### TASK PROMPT
The answer must consist of every line below containing "gets".

══ MATERIAL SHOWN

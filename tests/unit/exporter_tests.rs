/*!
 * Tests for the JSON, CSV and caption exports
 */

use anyhow::Result;
use serde_json::Value;
use voxbeowulf::exporter::{
    build_fitt_track, caption_path, load_json, load_json_values, write_csv, write_fitt_tracks, write_json,
};
use voxbeowulf::file_utils::FileManager;
use voxbeowulf::line_extractor::LineRecord;
use voxbeowulf::numbering::{self, FittBoundary, MAX_FITT};
use voxbeowulf::subtitle_processor::{SubtitleEvent, SubtitleTrack};
use crate::common;

fn short_sequence() -> Vec<LineRecord> {
    vec![
        LineRecord::sentinel(),
        LineRecord::new(1, common::OPENING_OE, common::OPENING_ME),
        LineRecord::new(2, "þeodcyninga, þrym gefrunon,", "of the folk-kings of the spear-Danes,"),
        LineRecord::new(3, "hu ða æþelingas ellen fremedon.", "how those noble lords did lofty deeds."),
    ]
}

/// Test JSON layout: array of line/OE/ME objects, 4-space indent, literal UTF-8
#[test]
fn test_write_json_withRecords_shouldWritePrettyUtf8() -> Result<()> {
    let temp_dir = common::create_temp_dir()?;
    let path = temp_dir.path().join("fitts").join("maintext.json");

    write_json(&path, &short_sequence())?;

    let content = FileManager::read_to_string(&path)?;
    assert!(content.starts_with("[\n    {\n        \"line\": 0,\n        \"OE\": \"\",\n        \"ME\": \"\"\n    },"));
    assert!(content.contains("Hwæt! We Gardena"));
    assert!(!content.contains("\\u00e6"));

    let values: Vec<Value> = serde_json::from_str(&content)?;
    assert_eq!(values.len(), 4);
    assert_eq!(values[2]["line"], 2);
    assert_eq!(values[3]["OE"], "hu ða æþelingas ellen fremedon.");

    Ok(())
}

/// Test that the typed and untyped loaders read back what was written
#[test]
fn test_load_json_withWrittenFile_shouldReturnSameRecords() -> Result<()> {
    let temp_dir = common::create_temp_dir()?;
    let path = temp_dir.path().join("maintext.json");
    let lines = short_sequence();

    write_json(&path, &lines)?;

    assert_eq!(load_json(&path)?, lines);
    assert_eq!(load_json_values(&path)?.len(), lines.len());

    Ok(())
}

/// Test that a JSON document which is not an array is rejected
#[test]
fn test_load_json_values_withObject_shouldFail() -> Result<()> {
    let temp_dir = common::create_temp_dir()?;
    let path = common::create_test_file(temp_dir.path(), "maintext.json", r#"{"line": 0}"#)?;

    let error = load_json_values(&path).unwrap_err();
    assert!(error.to_string().contains("an object"));

    Ok(())
}

/// Test CSV layout: header, sentinel row, quoting, CRLF terminators
#[test]
fn test_write_csv_withRecords_shouldWriteHeaderAndRows() -> Result<()> {
    let temp_dir = common::create_temp_dir()?;
    let path = temp_dir.path().join("maintext.csv");

    write_csv(&path, &short_sequence())?;

    let content = FileManager::read_to_string(&path)?;
    let rows: Vec<&str> = content.split("\r\n").collect();
    assert_eq!(rows[0], "line,OE,ME");
    assert_eq!(rows[1], "0,,");
    assert_eq!(rows[2], "1,Hwæt! We Gardena in geardagum,Listen! We have heard of the glory");
    assert_eq!(rows[3], "2,\"þeodcyninga, þrym gefrunon,\",\"of the folk-kings of the spear-Danes,\"");
    assert_eq!(rows.len(), 6);
    assert_eq!(rows[5], "");

    Ok(())
}

/// Test caption windows for a three-line fitt: [0,4), [4,8), [8,12)
#[test]
fn test_build_fitt_track_withThreeLines_shouldUseFixedWindows() -> Result<()> {
    let lines = short_sequence();
    let boundary = FittBoundary { start_line: 1, end_line: 3, heading: "Prologue" };

    let track = build_fitt_track(0, &boundary, &lines[1..], 4, &SubtitleTrack::blank())?;

    let windows: Vec<(u64, u64)> = track
        .events
        .iter()
        .filter(|e| e.style == "Old English")
        .map(|e| (e.start_time_ms, e.end_time_ms))
        .collect();
    assert_eq!(windows, vec![(0, 4_000), (4_000, 8_000), (8_000, 12_000)]);

    assert_eq!(track.info("Fitt"), Some("0"));
    assert_eq!(track.info("First Line"), Some("1"));
    assert_eq!(track.info("Last Line"), Some("3"));

    Ok(())
}

/// Test cue order within a line: OE, ME, number, then heading on the first line
#[test]
fn test_build_fitt_track_withFirstLine_shouldOrderCues() -> Result<()> {
    let lines = short_sequence();
    let boundary = FittBoundary { start_line: 1, end_line: 3, heading: "Prologue" };

    let track = build_fitt_track(0, &boundary, &lines[1..2], 4, &SubtitleTrack::blank())?;

    let cues: Vec<(&str, &str, &str)> = track
        .events
        .iter()
        .map(|e| (e.style.as_str(), e.name.as_str(), e.text.as_str()))
        .collect();
    assert_eq!(
        cues,
        vec![
            ("Old English", "original_style", common::OPENING_OE),
            ("Modern English", "modern_style", common::OPENING_ME),
            ("All Numbers", "all_number_style", "1"),
            ("Fitt Headings", "fitt_heading_style", "Prologue"),
        ]
    );

    Ok(())
}

/// Test that a marked line gets its big-number cue
#[test]
fn test_build_fitt_track_withMarkedLine_shouldAddBigNumber() -> Result<()> {
    let lines = common::canonical_sequence();
    let boundary = numbering::FITT_BOUNDARIES[0];

    let track = build_fitt_track(0, &boundary, &lines[1..=52], 4, &SubtitleTrack::blank())?;

    let big_numbers: Vec<(&str, u64)> = track
        .events
        .iter()
        .filter(|e| e.style == "Big Numbers")
        .map(|e| (e.text.as_str(), e.start_time_ms))
        .collect();
    assert_eq!(big_numbers, vec![("10", 36_000), ("20", 76_000), ("30", 116_000), ("40", 156_000), ("50", 196_000)]);
    assert_eq!(track.events.iter().filter(|e| e.style == "Fitt Headings").count(), 1);

    Ok(())
}

/// Test that the template's events never leak into a fitt track
#[test]
fn test_build_fitt_track_withTemplateEvents_shouldStartEmpty() -> Result<()> {
    let mut blank = SubtitleTrack::blank();
    blank.events.push(SubtitleEvent::new(0, 1_000, "Old English", "", "stale"));
    let lines = short_sequence();
    let boundary = FittBoundary { start_line: 1, end_line: 3, heading: "Prologue" };

    let track = build_fitt_track(0, &boundary, &lines[1..], 4, &blank)?;

    assert!(track.events.iter().all(|e| e.text != "stale"));

    Ok(())
}

/// Test that an oversized caption window is an error rather than an overflow
#[test]
fn test_build_fitt_track_withOversizedWindow_shouldFail() {
    let lines = short_sequence();
    let boundary = FittBoundary { start_line: 1, end_line: 3, heading: "Prologue" };

    let too_wide = build_fitt_track(0, &boundary, &lines[1..], u64::MAX / 100, &SubtitleTrack::blank());
    assert!(too_wide.is_err());

    // The window itself fits, but the third line's end does not
    let too_long = build_fitt_track(0, &boundary, &lines[1..], u64::MAX / 2_500, &SubtitleTrack::blank());
    assert!(too_long.is_err());
}

/// Test caption file naming
#[test]
fn test_caption_path_withTemplate_shouldSubstituteFittId() {
    assert_eq!(
        caption_path("data/subtitles/fitt_{fitt_id}.ass", 17),
        std::path::PathBuf::from("data/subtitles/fitt_17.ass")
    );
}

/// Test that every fitt but the reserved one gets a file for the full poem
#[test]
fn test_write_fitt_tracks_withFullPoem_shouldSkipReservedFitt() -> Result<()> {
    common::init_test_logging();
    let temp_dir = common::create_temp_dir()?;
    let template = temp_dir.path().join("subtitles").join("fitt_{fitt_id}.ass");
    let template = template.to_string_lossy();

    let written = write_fitt_tracks(&common::canonical_sequence(), &template, 4, &SubtitleTrack::blank())?;

    assert_eq!(written.len(), MAX_FITT);
    assert!(!temp_dir.path().join("subtitles").join("fitt_24.ass").exists());
    assert!(temp_dir.path().join("subtitles").join("fitt_43.ass").exists());

    let merged_a = FileManager::read_to_string(caption_path(&template, 29))?;
    let merged_b = FileManager::read_to_string(caption_path(&template, 30))?;
    assert!(merged_a.contains("Fitt: 29"));
    assert!(merged_b.contains("Fitt: 30"));
    assert_eq!(merged_a.lines().filter(|l| l.starts_with("Dialogue:")).count(),
               merged_b.lines().filter(|l| l.starts_with("Dialogue:")).count());

    Ok(())
}

/// Test that fitts missing from a short document are skipped
#[test]
fn test_write_fitt_tracks_withShortDocument_shouldSkipEmptyFitts() -> Result<()> {
    let temp_dir = common::create_temp_dir()?;
    let template = temp_dir.path().join("fitt_{fitt_id}.ass");

    let written = write_fitt_tracks(&short_sequence(), &template.to_string_lossy(), 4, &SubtitleTrack::blank())?;

    assert_eq!(written, vec![temp_dir.path().join("fitt_0.ass")]);

    Ok(())
}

════

### TASK OUTPUT
/// Test that a marked line gets its big-number cue
/// Test that every fitt but the reserved one gets a file for the full poem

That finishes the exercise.